False Discovery Rate Control¶

This guide explains how to use False Discovery Rate (FDR) control in nonconform for multiple testing scenarios using scipy.stats.false_discovery_control.

Overview¶

FDR control is a statistical method for handling multiple hypothesis testing. In anomaly detection, it helps control the proportion of false positives among all detected anomalies. Instead of using a fixed significance level α for all tests, FDR control adjusts the threshold to maintain a desired false discovery rate.

Basic Usage¶

import numpy as np
from scipy.stats import false_discovery_control
from nonconform.estimation.standard import ConformalDetector
from nonconform.strategy.split import Split
from nonconform.utils.func.enums import Aggregation
from pyod.models.lof import LOF

# Initialize detector
base_detector = LOF()
strategy = Split(n_calib=0.2)

detector = ConformalDetector(
    detector=base_detector,
    strategy=strategy,
    aggregation=Aggregation.MEDIAN,
    seed=42
)

# Fit detector and get p-values
detector.fit(X_train)
p_values = detector.predict(X_test, raw=False)

# Apply FDR control
adjusted_p_values = false_discovery_control(p_values, method='bh', alpha=0.05)
discoveries = adjusted_p_values < 0.05

print(f"Original detections: {(p_values < 0.05).sum()}")
print(f"FDR-controlled discoveries: {discoveries.sum()}")

Available Methods¶

The scipy.stats.false_discovery_control function supports several methods:

Benjamini-Hochberg (BH)¶

Method: 'bh'
Description: Most commonly used FDR control method
Assumptions: Independent tests, or tests satisfying positive regression dependence on subsets (PRDS). Note that PRDS is more restrictive than general positive dependence - it requires that for any subset of hypotheses, the joint distribution of p-values is positively dependent.
Usage: false_discovery_control(p_values, method='bh')

Benjamini-Yekutieli (BY)¶

Method: 'by'
Description: More conservative method for arbitrary dependence
Assumptions: Works under any dependency structure
Usage: false_discovery_control(p_values, method='by')
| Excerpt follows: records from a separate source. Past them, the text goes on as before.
//! JSON-file check and link store.
//!
//! The whole store is one JSON object: `links` (newest first) and `checks`
//! mapping target id to its records, newest first. Writes go to a sibling
//! temp file and are renamed into place.

use async_trait::async_trait;
use serde::{Deserialize, Serialize};
use std::collections::BTreeMap;
use std::io::ErrorKind;
use std::path::{Path, PathBuf};
use tokio::sync::Mutex;
use tracing::debug;

use crate::error::StoreResult;
use crate::traits::store::{
    prune_history, LinkInsert, LinkStore, SnapshotStore, MAX_CHECKS_PER_TARGET,
};
use crate::types::{CheckRecord, Link};

#[derive(Debug, Default, Serialize, Deserialize)]
struct StoreFile {
    #[serde(default)]
    links: Vec<Link>,

    #[serde(default)]
    checks: BTreeMap<String, Vec<CheckRecord>>,
}

pub struct FileStore {
    path: PathBuf,
    retention: usize,
    /// Serializes read-modify-write cycles within this process
    lock: Mutex<()>,
}

impl FileStore {
    pub fn new(path: impl Into<PathBuf>) -> Self {
        Self {
            path: path.into(),
            retention: MAX_CHECKS_PER_TARGET,
            lock: Mutex::new(()),
        }
    }

    pub fn with_retention(mut self, retention: usize) -> Self {
        self.retention = retention.max(1);
        self
    }

    pub fn path(&self) -> &Path {
        &self.path
    }

    async fn load(&self) -> StoreResult<StoreFile> {
        match tokio::fs::read(&self.path).await {
            Ok(bytes) if bytes.iter().all(u8::is_ascii_whitespace) => Ok(StoreFile::default()),
            Ok(bytes) => Ok(serde_json::from_slice(&bytes)?),
            Err(e) if e.kind() == ErrorKind::NotFound => Ok(StoreFile::default()),
            Err(e) => Err(e.into()),
        }
    }

    async fn save(&self, file: &StoreFile) -> StoreResult<()> {
        if let Some(parent) = self.path.parent().filter(|p| !p.as_os_str().is_empty()) {
            tokio::fs::create_dir_all(parent).await?;
        }

        let json = serde_json::to_vec_pretty(file)?;
        let mut tmp = self.path.clone().into_os_string();
        tmp.push(".tmp");
        tokio::fs::write(&tmp, json).await?;
        tokio::fs::rename(&tmp, &self.path).await?;
        Ok(())
    }
}

#[async_trait]
impl SnapshotStore for FileStore {
    async fn record_check(&self, record: &CheckRecord) -> StoreResult<()> {
        let _guard = self.lock.lock().await;

        let mut file = self.load().await?;
        let history = file.checks.entry(record.target_id.clone()).or_default();
        history.insert(0, record.clone());
        prune_history(history, self.retention);

        self.save(&file).await?;
        debug!(path = %self.path.display(), target_id = %record.target_id, "Check recorded");
        Ok(())
    }

    async fn history(&self, target_id: &str) -> StoreResult<Vec<CheckRecord>> {
        let _guard = self.lock.lock().await;
        Ok(self.load().await?.checks.remove(target_id).unwrap_or_default())
    }

    /// Fails when the file exists but cannot be read or parsed.
    async fn health(&self) -> StoreResult<()> {
        let _guard = self.lock.lock().await;
        self.load().await.map(|_| ())
    }
}

#[async_trait]
impl LinkStore for FileStore {
    async fn links(&self) -> StoreResult<Vec<Link>> {
        let _guard = self.lock.lock().await;
        Ok(self.load().await?.links)
    }

    async fn insert_link(&self, link: &Link, limit: usize) -> StoreResult<LinkInsert> {
        let _guard = self.lock.lock().await;

        let mut file = self.load().await?;
        if file.links.iter().any(|l| l.url == link.url) {
            return Ok(LinkInsert::Duplicate);
        }
        if file.links.len() >= limit {
            return Ok(LinkInsert::LimitReached);
        }
        file.links.insert(0, link.clone());

        self.save(&file).await?;
        debug!(path = %self.path.display(), link_id = %link.id, "Link added");
        Ok(LinkInsert::Inserted)
    }

    async fn remove_link(&self, id: &str) -> StoreResult<Option<Link>> {
        let _guard = self.lock.lock().await;

        let mut file = self.load().await?;
        let Some(index) = file.links.iter().position(|l| l.id == id) else {
            return Ok(None);
        };
        let link = file.links.remove(index);
        file.checks.remove(id);

        self.save(&file).await?;
        debug!(path = %self.path.display(), link_id = %id, "Link removed");
        Ok(Some(link))
    }
}

#[cfg(test)]
mod tests {
    use super::*;
    use crate::error::StoreError;
    use crate::types::{PipelineOutcome, Snapshot};
    use chrono::Utc;
    use tempfile::TempDir;

    fn unchanged(target: &str, text: &str) -> CheckRecord {
        let outcome = PipelineOutcome::unchanged(target, Snapshot::new(text, Utc::now()), None);
        CheckRecord::from_outcome(&outcome)
    }

    #[tokio::test]
    async fn test_missing_file_is_empty() {
        let dir = TempDir::new().unwrap();
        let store = FileStore::new(dir.path().join("checks.json"));

        assert!(store.history("t1").await.unwrap().is_empty());
        tokio_test::assert_ok!(store.health().await);
    }

    #[tokio::test]
    async fn test_records_survive_reopen() {
        let dir = TempDir::new().unwrap();
        let path = dir.path().join("nested").join("checks.json");

        let store = FileStore::new(&path);
        store.record_check(&unchanged("t1", "first")).await.unwrap();
        store.record_check(&unchanged("t1", "second")).await.unwrap();

        let reopened = FileStore::new(&path);
        let history = reopened.history("t1").await.unwrap();
        assert_eq!(history.len(), 2);
        assert_eq!(history[0].raw_text.as_deref(), Some("second"));

        let snapshot = reopened.most_recent_snapshot("t1").await.unwrap().unwrap();
        assert_eq!(snapshot.text, "second");
    }

    #[tokio::test]
    async fn test_retention_limit() {
        let dir = TempDir::new().unwrap();
        let store = FileStore::new(dir.path().join("checks.json")).with_retention(2);
        for text in ["a", "b", "c"] {
            store.record_check(&unchanged("t1", text)).await.unwrap();
        }

        let history = store.history("t1").await.unwrap();
        let texts: Vec<_> = history.iter().filter_map(|r| r.raw_text.as_deref()).collect();
        assert_eq!(texts, vec!["c", "b"]);
    }

    #[tokio::test]
    async fn test_failures_do_not_evict_last_snapshot() {
        let dir = TempDir::new().unwrap();
        let store = FileStore::new(dir.path().join("checks.json"));
        store.record_check(&unchanged("t1", "good")).await.unwrap();
        for _ in 0..MAX_CHECKS_PER_TARGET {
            let failed = PipelineOutcome::failed("t1", "HTTP 503");
            store.record_check(&CheckRecord::from_outcome(&failed)).await.unwrap();
        }

        let history = store.history("t1").await.unwrap();
        assert_eq!(history.len(), MAX_CHECKS_PER_TARGET);
        let snapshot = store.most_recent_snapshot("t1").await.unwrap().unwrap();
        assert_eq!(snapshot.text, "good");
    }

    #[tokio::test]
    async fn test_links_survive_reopen_and_removal_drops_history() {
        let dir = TempDir::new().unwrap();
        let path = dir.path().join("checks.json");
        let store = FileStore::new(&path);

        let link = Link::new("https://example.com/pricing", Some(" Pricing "), Some(""));
        assert_eq!(store.insert_link(&link, 8).await.unwrap(), LinkInsert::Inserted);
        store.record_check(&unchanged(&link.id, "v1")).await.unwrap();

        let reopened = FileStore::new(&path);
        let links = reopened.links().await.unwrap();
        assert_eq!(links, vec![link.clone()]);
        assert_eq!(links[0].label.as_deref(), Some("Pricing"));
        assert_eq!(links[0].tags, None);
        assert_eq!(
            reopened.insert_link(&Link::new(&link.url, None, None), 8).await.unwrap(),
            LinkInsert::Duplicate
        );

        assert_eq!(reopened.remove_link(&link.id).await.unwrap(), Some(link.clone()));
        assert!(reopened.links().await.unwrap().is_empty());
        assert!(reopened.history(&link.id).await.unwrap().is_empty());
    }

    #[tokio::test]
    async fn test_link_limit() {
        let dir = TempDir::new().unwrap();
        let store = FileStore::new(dir.path().join("checks.json"));
        for n in 0..2 {
            let link = Link::new(format!("https://example.com/{}", n), None, None);
            assert_eq!(store.insert_link(&link, 2).await.unwrap(), LinkInsert::Inserted);
        }

        let extra = Link::new("https://example.com/extra", None, None);
        assert_eq!(store.insert_link(&extra, 2).await.unwrap(), LinkInsert::LimitReached);
        assert_eq!(store.links().await.unwrap().len(), 2);
    }

    #[tokio::test]
    async fn test_corrupt_file_is_unhealthy() {
        let dir = TempDir::new().unwrap();
        let path = dir.path().join("checks.json");
        std::fs::write(&path, "{not json").unwrap();
        let store = FileStore::new(&path);

        assert!(matches!(store.health().await, Err(StoreError::Serde(_))));
        assert!(store.history("t1").await.is_err());
    }
}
# Compare different methods
bh_adjusted = false_discovery_control(p_values, method='bh', alpha=0.05)
by_adjusted = false_discovery_control(p_values, method='by', alpha=0.05)

bh_discoveries = (bh_adjusted < 0.05).sum()
by_discoveries = (by_adjusted < 0.05).sum()
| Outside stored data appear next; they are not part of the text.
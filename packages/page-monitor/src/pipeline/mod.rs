//! The change-detection pipeline.
//!
//! - [`readable`] - Readable-text extraction from HTML
//! - [`detect`] - Content digests and change classification
//! - [`diff`] - Unified diffs and preview snippets
//! - [`prompts`] - LLM prompts and diff truncation
//! - [`summarize`] - LLM summaries with retry/backoff and a health check
//! - [`monitor`] - Orchestration per target and per batch

pub mod detect;
pub mod diff;
pub mod monitor;
pub mod prompts;
pub mod readable;
pub mod summarize;

pub use detect::{classify, content_hash, has_changed, ChangeKind};
pub use diff::{compute_diff, extract_snippet, DiffResult, DEFAULT_SNIPPET_LEN};
pub use monitor::Monitor;
pub use prompts::{truncate_diff, truncation_marker, user_prompt, SYSTEM_PROMPT};
pub use readable::{extract_readable_text, normalize_whitespace, ReadableText};
pub use summarize::{AttemptOutcome, Summarizer, SUMMARY_UNAVAILABLE};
print(f"BH discoveries: {bh_discoveries}")
print(f"BY discoveries: {by_discoveries}")

Setting FDR Levels¶

You can control the desired FDR level using the alpha parameter:

# Different FDR levels
fdr_levels = [0.01, 0.05, 0.1, 0.2]

for alpha in fdr_levels:
    adjusted_p_vals = false_discovery_control(p_values, method='bh', alpha=alpha)
    discoveries = (adjusted_p_vals < alpha).sum()
    print(f"FDR level {alpha}: {discoveries} discoveries")

When to Use FDR Control¶

Multiple Testing Scenarios¶

Use FDR control when: - Testing multiple hypotheses simultaneously - Analyzing high-dimensional data - Processing multiple datasets or time series - Running ensemble methods with multiple detectors

Benefits¶

Controlled False Discovery Rate: Maintains the expected proportion of false positives
Increased Power: Often more powerful than family-wise error rate (FWER) control
Scalability: Works well with large numbers of tests

Practical Examples¶

High-dimensional Anomaly Detection¶

# When analyzing many features independently
n_features = X.shape[1]
feature_p_values = []

for i in range(n_features):
    # Analyze each feature separately
    X_feature = X[:, [i]]
    detector.fit(X_feature)
    p_vals = detector.predict(X_feature, raw=False)
    feature_p_values.extend(p_vals)

# Apply FDR control across all features
all_adjusted = false_discovery_control(feature_p_values, method='bh', alpha=0.05)

Multiple Time Series¶

# When analyzing multiple time series
time_series_data = [ts1, ts2, ts3, ...]  # Multiple time series
all_p_values = []

for ts in time_series_data:
    detector.fit(ts)
    p_vals = detector.predict(ts, raw=False)
    all_p_values.extend(p_vals)

# Control FDR across all time series
adjusted_p_vals = false_discovery_control(all_p_values, method='bh', alpha=0.05)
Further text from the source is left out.